### Supplied data

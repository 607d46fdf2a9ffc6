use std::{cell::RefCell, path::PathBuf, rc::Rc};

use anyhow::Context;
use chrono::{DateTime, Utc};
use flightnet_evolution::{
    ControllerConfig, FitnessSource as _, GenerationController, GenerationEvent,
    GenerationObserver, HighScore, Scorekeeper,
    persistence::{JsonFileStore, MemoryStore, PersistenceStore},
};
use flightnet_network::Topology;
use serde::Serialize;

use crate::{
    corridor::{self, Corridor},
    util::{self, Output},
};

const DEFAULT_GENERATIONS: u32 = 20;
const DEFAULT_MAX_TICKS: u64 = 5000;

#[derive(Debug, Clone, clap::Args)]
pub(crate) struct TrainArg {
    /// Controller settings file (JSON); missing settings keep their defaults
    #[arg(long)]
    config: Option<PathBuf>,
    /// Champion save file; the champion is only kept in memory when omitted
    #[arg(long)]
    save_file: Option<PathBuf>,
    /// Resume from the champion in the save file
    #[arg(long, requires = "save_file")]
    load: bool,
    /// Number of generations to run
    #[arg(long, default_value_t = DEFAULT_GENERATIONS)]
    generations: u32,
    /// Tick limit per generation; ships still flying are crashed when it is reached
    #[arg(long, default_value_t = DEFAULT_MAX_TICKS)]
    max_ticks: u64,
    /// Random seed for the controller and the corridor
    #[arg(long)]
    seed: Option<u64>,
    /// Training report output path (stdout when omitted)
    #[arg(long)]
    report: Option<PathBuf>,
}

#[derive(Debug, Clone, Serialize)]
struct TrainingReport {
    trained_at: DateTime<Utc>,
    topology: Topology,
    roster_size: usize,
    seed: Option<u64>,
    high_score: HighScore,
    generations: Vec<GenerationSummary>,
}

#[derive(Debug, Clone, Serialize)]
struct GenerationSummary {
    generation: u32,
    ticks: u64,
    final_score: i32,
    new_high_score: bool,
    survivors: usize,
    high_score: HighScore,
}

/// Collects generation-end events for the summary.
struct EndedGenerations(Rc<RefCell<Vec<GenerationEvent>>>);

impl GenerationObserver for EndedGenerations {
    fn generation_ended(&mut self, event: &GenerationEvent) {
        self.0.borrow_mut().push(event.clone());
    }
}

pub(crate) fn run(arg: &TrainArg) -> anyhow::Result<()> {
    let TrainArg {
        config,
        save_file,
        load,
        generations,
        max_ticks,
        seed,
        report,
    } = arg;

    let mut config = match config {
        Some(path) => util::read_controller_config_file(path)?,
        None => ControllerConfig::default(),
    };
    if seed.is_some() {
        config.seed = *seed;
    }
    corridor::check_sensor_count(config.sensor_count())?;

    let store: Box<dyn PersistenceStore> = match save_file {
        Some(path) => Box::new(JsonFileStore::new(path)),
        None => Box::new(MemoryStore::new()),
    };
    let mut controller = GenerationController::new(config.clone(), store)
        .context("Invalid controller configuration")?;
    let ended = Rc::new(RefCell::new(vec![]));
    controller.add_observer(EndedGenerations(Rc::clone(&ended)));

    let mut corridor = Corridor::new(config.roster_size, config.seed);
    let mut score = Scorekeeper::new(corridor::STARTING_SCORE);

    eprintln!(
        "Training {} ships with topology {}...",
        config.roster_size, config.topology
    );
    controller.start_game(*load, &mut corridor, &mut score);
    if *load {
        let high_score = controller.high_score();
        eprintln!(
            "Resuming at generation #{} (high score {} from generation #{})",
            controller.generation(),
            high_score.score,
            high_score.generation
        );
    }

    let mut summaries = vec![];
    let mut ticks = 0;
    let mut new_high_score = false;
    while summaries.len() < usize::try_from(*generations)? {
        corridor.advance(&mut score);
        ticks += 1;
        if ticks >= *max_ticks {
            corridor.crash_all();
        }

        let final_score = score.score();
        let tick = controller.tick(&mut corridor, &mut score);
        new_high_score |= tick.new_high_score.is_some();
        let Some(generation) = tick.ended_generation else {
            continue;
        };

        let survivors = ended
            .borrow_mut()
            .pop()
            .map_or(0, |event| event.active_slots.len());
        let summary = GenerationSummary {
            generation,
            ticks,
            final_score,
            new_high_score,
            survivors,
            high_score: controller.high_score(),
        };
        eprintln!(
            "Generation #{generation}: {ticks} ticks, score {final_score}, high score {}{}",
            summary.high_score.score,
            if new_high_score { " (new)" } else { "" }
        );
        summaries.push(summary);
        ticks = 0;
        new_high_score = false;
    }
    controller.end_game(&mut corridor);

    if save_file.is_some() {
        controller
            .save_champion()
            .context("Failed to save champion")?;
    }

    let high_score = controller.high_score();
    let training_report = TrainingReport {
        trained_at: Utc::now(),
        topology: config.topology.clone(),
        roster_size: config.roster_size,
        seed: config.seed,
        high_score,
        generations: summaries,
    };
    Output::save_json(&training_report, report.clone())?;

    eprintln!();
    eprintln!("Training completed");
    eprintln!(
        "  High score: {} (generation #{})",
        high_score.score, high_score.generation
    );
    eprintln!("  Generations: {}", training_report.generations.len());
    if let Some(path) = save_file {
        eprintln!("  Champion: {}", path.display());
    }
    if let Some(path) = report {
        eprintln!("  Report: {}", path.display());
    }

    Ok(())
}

### Problem to work on
The entire listing is to be reproduced without alteration.

### Solution to the problem
repository 607d46fdf2a9ffc6
use std::{cell::RefCell, path::PathBuf, rc::Rc};

use anyhow::Context;
use chrono::{DateTime, Utc};
use flightnet_evolution::{
    ControllerConfig, FitnessSource as _, GenerationController, GenerationEvent,
    GenerationObserver, HighScore, Scorekeeper,
    persistence::{JsonFileStore, MemoryStore, PersistenceStore},
};
use flightnet_network::Topology;
use serde::Serialize;

use crate::{
    corridor::{self, Corridor},
    util::{self, Output},
};

const DEFAULT_GENERATIONS: u32 = 20;
const DEFAULT_MAX_TICKS: u64 = 5000;

#[derive(Debug, Clone, clap::Args)]
pub(crate) struct TrainArg {
    /// Controller settings file (JSON); missing settings keep their defaults
    #[arg(long)]
    config: Option<PathBuf>,
    /// Champion save file; the champion is only kept in memory when omitted
    #[arg(long)]
    save_file: Option<PathBuf>,
    /// Resume from the champion in the save file
    #[arg(long, requires = "save_file")]
    load: bool,
    /// Number of generations to run
    #[arg(long, default_value_t = DEFAULT_GENERATIONS)]
    generations: u32,
    /// Tick limit per generation; ships still flying are crashed when it is reached
    #[arg(long, default_value_t = DEFAULT_MAX_TICKS)]
    max_ticks: u64,
    /// Random seed for the controller and the corridor
    #[arg(long)]
    seed: Option<u64>,
    /// Training report output path (stdout when omitted)
    #[arg(long)]
    report: Option<PathBuf>,
}

#[derive(Debug, Clone, Serialize)]
struct TrainingReport {
    trained_at: DateTime<Utc>,
    topology: Topology,
    roster_size: usize,
    seed: Option<u64>,
    high_score: HighScore,
    generations: Vec<GenerationSummary>,
}

#[derive(Debug, Clone, Serialize)]
struct GenerationSummary {
    generation: u32,
    ticks: u64,
    final_score: i32,
    new_high_score: bool,
    survivors: usize,
    high_score: HighScore,
}

/// Collects generation-end events for the summary.
struct EndedGenerations(Rc<RefCell<Vec<GenerationEvent>>>);

impl GenerationObserver for EndedGenerations {
    fn generation_ended(&mut self, event: &GenerationEvent) {
        self.0.borrow_mut().push(event.clone());
    }
}

pub(crate) fn run(arg: &TrainArg) -> anyhow::Result<()> {
    let TrainArg {
        config,
        save_file,
        load,
        generations,
        max_ticks,
        seed,
        report,
    } = arg;

    let mut config = match config {
        Some(path) => util::read_controller_config_file(path)?,
        None => ControllerConfig::default(),
    };
    if seed.is_some() {
        config.seed = *seed;
    }
    corridor::check_sensor_count(config.sensor_count())?;

    let store: Box<dyn PersistenceStore> = match save_file {
        Some(path) => Box::new(JsonFileStore::new(path)),
        None => Box::new(MemoryStore::new()),
    };
    let mut controller = GenerationController::new(config.clone(), store)
        .context("Invalid controller configuration")?;
    let ended = Rc::new(RefCell::new(vec![]));
    controller.add_observer(EndedGenerations(Rc::clone(&ended)));

    let mut corridor = Corridor::new(config.roster_size, config.seed);
    let mut score = Scorekeeper::new(corridor::STARTING_SCORE);

    eprintln!(
        "Training {} ships with topology {}...",
        config.roster_size, config.topology
    );
    controller.start_game(*load, &mut corridor, &mut score);
    if *load {
        let high_score = controller.high_score();
        eprintln!(
            "Resuming at generation #{} (high score {} from generation #{})",
            controller.generation(),
            high_score.score,
            high_score.generation
        );
    }

    let mut summaries = vec![];
    let mut ticks = 0;
    let mut new_high_score = false;
    while summaries.len() < usize::try_from(*generations)? {
        corridor.advance(&mut score);
        ticks += 1;
        if ticks >= *max_ticks {
            corridor.crash_all();
        }

        let final_score = score.score();
        let tick = controller.tick(&mut corridor, &mut score);
        new_high_score |= tick.new_high_score.is_some();
        let Some(generation) = tick.ended_generation else {
            continue;
        };

        let survivors = ended
            .borrow_mut()
            .pop()
            .map_or(0, |event| event.active_slots.len());
        let summary = GenerationSummary {
            generation,
            ticks,
            final_score,
            new_high_score,
            survivors,
            high_score: controller.high_score(),
        };
        eprintln!(
            "Generation #{generation}: {ticks} ticks, score {final_score}, high score {}{}",
            summary.high_score.score,
            if new_high_score { " (new)" } else { "" }
        );
        summaries.push(summary);
        ticks = 0;
        new_high_score = false;
    }
    controller.end_game(&mut corridor);

    if save_file.is_some() {
        controller
            .save_champion()
            .context("Failed to save champion")?;
    }

    let high_score = controller.high_score();
    let training_report = TrainingReport {
        trained_at: Utc::now(),
        topology: config.topology.clone(),
        roster_size: config.roster_size,
        seed: config.seed,
        high_score,
        generations: summaries,
    };
    Output::save_json(&training_report, report.clone())?;

    eprintln!();
    eprintln!("Training completed");
    eprintln!(
        "  High score: {} (generation #{})",
        high_score.score, high_score.generation
    );
    eprintln!("  Generations: {}", training_report.generations.len());
    if let Some(path) = save_file {
        eprintln!("  Champion: {}", path.display());
    }
    if let Some(path) = report {
        eprintln!("  Report: {}", path.display());
    }

    Ok(())
}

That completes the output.